On Wed, Jul 21, 2010 at 7:20 AM, Nick Coghlan <ncoghlan@gmail.com> wrote:
On Wed, Jul 21, 2010 at 12:56 PM, Chris Rebert <pyideas@rebertia.com> wrote:
On Tue, Jul 20, 2010 at 3:13 PM, Nick Coghlan <ncoghlan@gmail.com> wrote:
On Wed, Jul 21, 2010 at 6:13 AM, Alex Light <scialexlight@gmail.com> wrote:
i would use as because this whole where clause acts very similarly to a context manager in that it sets a variable to a value for a small block
No, the idea is for the indented suite to be a perfectly normal suite of Python code. We want to be able to define functions, classes, etc in there. Inventing a new mini-language specifically for these clauses would be a bad idea (and make them unnecessarily hard to understand) <snip> Did you not read Nick's reply yet when you wrote this, or...?

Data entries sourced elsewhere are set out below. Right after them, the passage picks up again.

//! Phase 3 Dialog Integration Full Lifecycle Test with Unified API
//!
//! This integration test validates the complete SIP dialog lifecycle using
//! the unified DialogManager architecture. It demonstrates:
//! 
//! 1. Unified API configuration (Client/Server/Hybrid modes)
//! 2. Dialog state management and transitions  
//! 3. In-dialog requests (INFO, UPDATE, REFER, NOTIFY)
//! 4. Call termination with BYE
//! 5. Proper cleanup and resource management
//!
//! This uses the unified API with global events pattern.

use std::sync::Arc;
use std::net::SocketAddr;
use tokio::time::{sleep, Duration, timeout};
use tracing::{info, error, Level};
use tracing_subscriber;

use rvoip_dialog_core::{
    config::DialogManagerConfig,
    api::unified::UnifiedDialogApi,
    DialogId, DialogState
};
use uuid;
use rvoip_transaction_core::builders::client_quick;

/// Full lifecycle integration test environment using unified API with global events
struct LifecycleTest {
    server_api: Arc<UnifiedDialogApi>,
    client_api: Arc<UnifiedDialogApi>,
    hybrid_api: Arc<UnifiedDialogApi>,
    server_addr: SocketAddr,
    #[allow(dead_code)]
    client_addr: SocketAddr,
    #[allow(dead_code)]
    hybrid_addr: SocketAddr,
}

Alex actually has a reasonable point here: break, continue, yield and return actually don't make sense in the top-level of the given clause (since it is conceptually all one statement).
For break and continue, they will naturally give a SyntaxError with the proposed implementation (for "'break' outside loop" or "'continue' not properly in loop", just to be randomly inconsistent).
yield and return (at the level of the given clause itself) will need to be disallowed explicitly by the compiler (similar to the "'return' outside function" and "'yield' outside function" errors you get if you attempt to use these keywords in a class or module scope).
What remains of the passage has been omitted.